Update:  Does this suprise you:  the doctors' lobby, AMA, has come out against a public plan option as part of the health care reform bill. That simple fact alone should tell you why America needs public health insurance.  For decades doctors have grown rich off the health for profit system.  Although there are exceptions, doctors in general have become businessmen not care providers, seeking ways to enhance their profit margins even if it means prescribing treatments or medications a patient does not need.  The lobby group has opposed every major health care reform initiative presented in Congress.  Since the 2000 election cycle the group has donated $9.8 million to Congressional candidates.  House Speaker 'Big' Nancy Pelosi said on MSNBC Wednesday that the House will not pass a reform package without a public option[3].

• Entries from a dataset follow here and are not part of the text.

// Push Subscription Data Structures

use chrono::{DateTime, Utc};
use serde::{Deserialize, Serialize};

/// Identifier of a user profile in the remote store
pub type ProfileId = String;

/// Opaque push endpoint URL issued by the browser's push service
pub type Endpoint = String;

/// Credential keys issued alongside a channel subscription
#[derive(Debug, Clone, PartialEq, Eq, Serialize, Deserialize)]
pub struct SubscriptionKeys {
    /// P-256 Diffie-Hellman public key
    pub p256dh: String,
    /// Authentication secret
    pub auth: String,
}

/// One device's persisted push subscription. Uniqueness is enforced by the
/// composite key (profile_id, endpoint): one row per device, any number of
/// devices per profile.
#[derive(Debug, Clone, PartialEq, Serialize, Deserialize)]
pub struct PushSubscriptionRecord {
    pub profile_id: ProfileId,
    pub endpoint: Endpoint,
    pub p256dh_key: String,
    pub auth_key: String,
    pub user_agent: Option<String>,
    pub updated_at: DateTime<Utc>,
}

/// Per-profile notification preferences. Created lazily on first opt-in.
#[derive(Debug, Clone, PartialEq, Eq, Serialize, Deserialize)]
pub struct NotificationPreferences {
    pub profile_id: ProfileId,
    /// Global push toggle
    pub push_enabled: bool,
    pub devotional_reminders: bool,
    pub assessment_updates: bool,
    pub spouse_activity: bool,
    /// Preferred daily reminder time, "HH:MM"
    pub reminder_time: String,
}

impl NotificationPreferences {
    /// Default preference set for a profile, with push enabled
    pub fn for_profile(profile_id: impl Into<ProfileId>) -> Self {
        Self {
            profile_id: profile_id.into(),
            push_enabled: true,
            devotional_reminders: true,
            assessment_updates: true,
            spouse_activity: true,
            reminder_time: "08:00".to_string(),
        }
    }
}

/// Three-valued notification permission state
#[derive(Debug, Clone, Copy, PartialEq, Eq)]
pub enum PermissionState {
    Granted,
    /// Terminal for the session; never re-prompted
    Denied,
    /// Not yet decided
    Prompt,
}

/// The three capabilities jointly required for push to be usable
#[derive(Debug, Clone, Copy, PartialEq, Eq, Default)]
pub struct PushCapabilities {
    pub service_worker: bool,
    pub push_manager: bool,
    pub notifications: bool,
}

impl PushCapabilities {
    /// Fully capable environment
    pub fn full() -> Self {
        Self {
            service_worker: true,
            push_manager: true,
            notifications: true,
        }
    }

    pub fn push_usable(&self) -> bool {
        self.service_worker && self.push_manager && self.notifications
    }
}
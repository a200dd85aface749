pub mod config;
pub mod dispatch;
pub mod notify;
pub mod push;
pub mod worker;

pub use config::{AppConfig, NotifyConfig, PushConfig, WorkerConfig};
pub use dispatch::{DeliveryReport, Dispatcher, PushSender};
pub use notify::{
    MemoryPresenter, MemoryWindows, NotificationPayload, NotificationRenderer,
    NotificationRouter, RenderedNotification, RouteAction,
};
pub use push::{
    MemoryPreferencesStore, MemorySubscriptionStore, PushSubscriptionManager,
    SimulatedPushChannel,
};
pub use worker::{
    EventOutcome, FetchRequest, Intercepted, MemoryCacheStore, OfflineWorker, ResponseSource,
    ScriptedNetwork, WorkerEvent, WorkerPhase,
};

/// Common result type for Threefold operations
pub type Result<T> = std::result::Result<T, Box<dyn std::error::Error + Send + Sync>>;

{6/09/09}Senator Kennedy is circulating a draft bill among his Senate colleagues that combines the President's preference for a dual system in which Americans have the option to buy competitive private insurance or a public plan.  The public option is intended to control private insurance cost through competition, a concept even Repugnants can understand.  By capping its reimbursement rate a 10% above Medicare rates, the public option would put downward pressure on the private sector when it negotiates prices with hospitals and doctors.  Of course legislators beholding to the health insurance cartel for their elevated status characterize such competition as "unfair", but when giants like Aetna and Wellpoint use their size advantage to negotiate lower rates, that is simply the miracle of the market at work.  Senator Max Baucus, chair of the Finance Committee is now on board with a public health plan option and financing it in part through cost savings in the Medicare program by $200 to $300 billion over ten years.[1] The Senate is expected to vote on a bill from the finance committee in the last two weeks of July.   Reform of the broken system comes thirty years late.  The US spends more than Switzerland on health care, but our system is not even close to the Swiss as their health statistics testify.  Even the Business Roundtable, a bastion of laissez faire capitalist economics, concluded there is a "23% value gap" per dollar spent on health care compared to five leading competitor countries--Canada, Japan, Germany, UK and France.[2] Controlling costs is key to solving our health care mess.  As a former participant in the Federal Employee Health Benefit System US Person can testify having comprehensive health insurance at a reasonable cost is a load off your mind. Better reform late than never.  Help Senator Kennedy pass health care reform by signing his petition.
[1] before pressure from business heated up, Baucus supported the inclusion of a public option plan in his white paper on health care, Call to Action: Health Reform 2009
[2]The Business Roundtable, Health Care Value Comparability Study, Executive Summary, http://www.businessroundtable.org/sites/default/files/BRT%20exec%20sum%20FINAL%20FOR%20PRINT.pdf 
[3]  Don't hold your breath because the health business lobby is gearing up to defeat reform. Minnetonka, Minn.-based UnitedHealth Group Inc. has spent $1.5 million in the first quarter, up 34 percent from $1.1 million in the same quarter last year; Hartford, Conn.-based Aetna Inc. spent $809,793, up 41 percent from last year; and Indianapolis-based WellPoint Inc. and Louisville, Ky.-based Humana Inc. both saw first-quarter spending rise 16 percent to $1.2 million and $370,000, respectively.